Scroll mal runter, unter "Ähnliche Themen" der erste Thread; vielleicht sind da ein paar brauchbare Tipps für dich dabei.


----------



## Raubkopierer (25. Mai 2008)

Er schaltet sich einfach aus? Und startet nicht etwa neu? Dann dürfte es sich dabei um ein Temperaturproblem handeln. Bauteile wie das Netzteil und alle CPUs von Intel ab dem Pentium 3 haben eingebaute Temperatursensoren, die das Gerät abschalten wenn es zu heiß wird um eine Beschädigung zu verhindern. Auch das Bios überwacht i.d.R. die Temperatur. Falls das der Fall ist solltest du evtl. einmal deinen Rechner reinigen (beim Verwenden eines Staubsaugers auf Kleinteile achten). Auch solltest du die Lüfter fest halten da diese durch schnelles drehen ansonsten als Generatoren wirken und Spannung abgeben, die das Mainboard zerstören kann.

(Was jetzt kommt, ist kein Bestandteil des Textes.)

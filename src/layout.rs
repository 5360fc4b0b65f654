//! Column layout: how many columns a table has and how wide each one is.
//!
//! Widths are resolved in a fixed order:
//!
//! 1. the natural width of a column is its widest cell (heading included)
//!    plus the cell margin on both sides;
//! 2. an explicit width override replaces the natural width;
//! 3. with justify enabled, every column takes the widest resolved width.

use std::collections::BTreeMap;

use crate::align::Alignment;
use crate::cell::CellValue;
use crate::cells::visible_len;

/// Per-column formatting overrides.
#[derive(Debug, Clone, Copy, PartialEq, Eq, Default)]
pub struct ColumnFormat {
    pub align: Alignment,
    /// Explicit width in cells, margins included. `None` derives it from content.
    pub width: Option<usize>,
    /// Split overflowing content into extra lines instead of truncating.
    /// Only takes effect together with an explicit width.
    pub wrapped: bool,
}

impl ColumnFormat {
    /// Whether every field holds its default.
    #[must_use]
    pub fn is_default(&self) -> bool {
        *self == Self::default()
    }

    /// Whether this column wraps its content.
    #[must_use]
    pub fn wraps(&self) -> bool {
        self.wrapped && self.width.is_some()
    }
}

/// Sparse column formats, keyed by 0-based column index.
pub type ColumnFormats = BTreeMap<usize, ColumnFormat>;

/// Format of a column, or the defaults when none was set.
#[must_use]
pub fn format_of(formats: &ColumnFormats, col: usize) -> ColumnFormat {
    formats.get(&col).copied().unwrap_or_default()
}

/// Number of columns: the heading length, else the first row's length.
#[must_use]
pub fn column_count(heading: &[CellValue], rows: &[Vec<CellValue>]) -> usize {
    if heading.is_empty() {
        rows.first().map_or(0, Vec::len)
    } else {
        heading.len()
    }
}

/// Width left for content once the margins are taken out.
#[must_use]
pub fn content_area(width: usize, margin: usize) -> usize {
    width.saturating_sub(margin.saturating_mul(2))
}

/// Resolve the final width of every column.
///
/// ```
/// use asciitable::layout::{column_widths, ColumnFormats};
/// use asciitable::row;
///
/// let heading = row!["Title", "Count"];
/// let rows = vec![row!["Dummy 1", 10]];
/// let widths = column_widths(&heading, &rows, &ColumnFormats::new(), 1, false);
/// assert_eq!(widths, vec![9, 7]);
/// ```
#[must_use]
pub fn column_widths(
    heading: &[CellValue],
    rows: &[Vec<CellValue>],
    formats: &ColumnFormats,
    margin: usize,
    justify: bool,
) -> Vec<usize> {
    let count = column_count(heading, rows);
    let padding = margin.saturating_mul(2);

    let mut widths = vec![padding; count];
    for cells in std::iter::once(heading).chain(rows.iter().map(Vec::as_slice)) {
        for (width, cell) in widths.iter_mut().zip(cells) {
            let needed = visible_len(&cell.to_string()).saturating_add(padding);
            *width = (*width).max(needed);
        }
    }

    for (&col, format) in formats.range(..count) {
        if let Some(width) = format.width {
            widths[col] = width;
        }
    }

    if justify {
        let widest = widths.iter().copied().max().unwrap_or(0);
        widths.fill(widest);
    }

    log::trace!("resolved column widths {widths:?}");
    widths
}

Sollte der PC hingegen neustarten liegt ein Hardwaredefekt bzw. ein Treiberproblem vor. Dies kannst du feststellen indem du unter Systemsteuerung -> System (oder Rechtsklick auf den Arbeitsplatz -> Eigenschaften) -> Erweitert -> Starten und Wiederherstellen, den Haken bei 'Automatisch Neustart durchführen' entfernst. Nun solltest du in nächster Zeit einen Bluescreen zu Gesicht bekommen, dessen Inhalt du uns mitteilen solltest bzw. mal Google verraten könntest.


----------



## lernen.2007 (25. Mai 2008)

Hallo,

ich habe ein Pentium 4 Rechner. Er schaltet sich einfach aus und startet nicht neu. Ich habe das Rechner Gestern gereinigt. Und habe auch festgestellt, dass es gar nicht so viel Staub drauf war. Meine Vermutung liegt bei Netzteil, was würdet Ihr dazu sagen?


----------



## PC Heini (25. Mai 2008)

Kann sein, aber auch nicht. Wenn Du Kumpels hast, die mit PCs rummachen, frag mal einen, ob er ein Netzteil zum ausleihen hat. Ist die günstigste Möglichkeit. Andernfalls ein neues kaufen und hoffen, dass es dann geht. Gerade bei einer Neuinstallation steht der PC oft unter Volllast. Desswegen ist es noch schwierig, was konkretes zu sagen.


----------



## Raubkopierer (25. Mai 2008)

Ich würde auch schaun welche Temperaturen dein Pentium 4 so erreicht ... etwa mittels des Programms Speedfan.


----------



## Dr Dau (25. Mai 2008)

Hallo!

@Raubkopierer, er muss doch erstmal Windows installiert bekommen. 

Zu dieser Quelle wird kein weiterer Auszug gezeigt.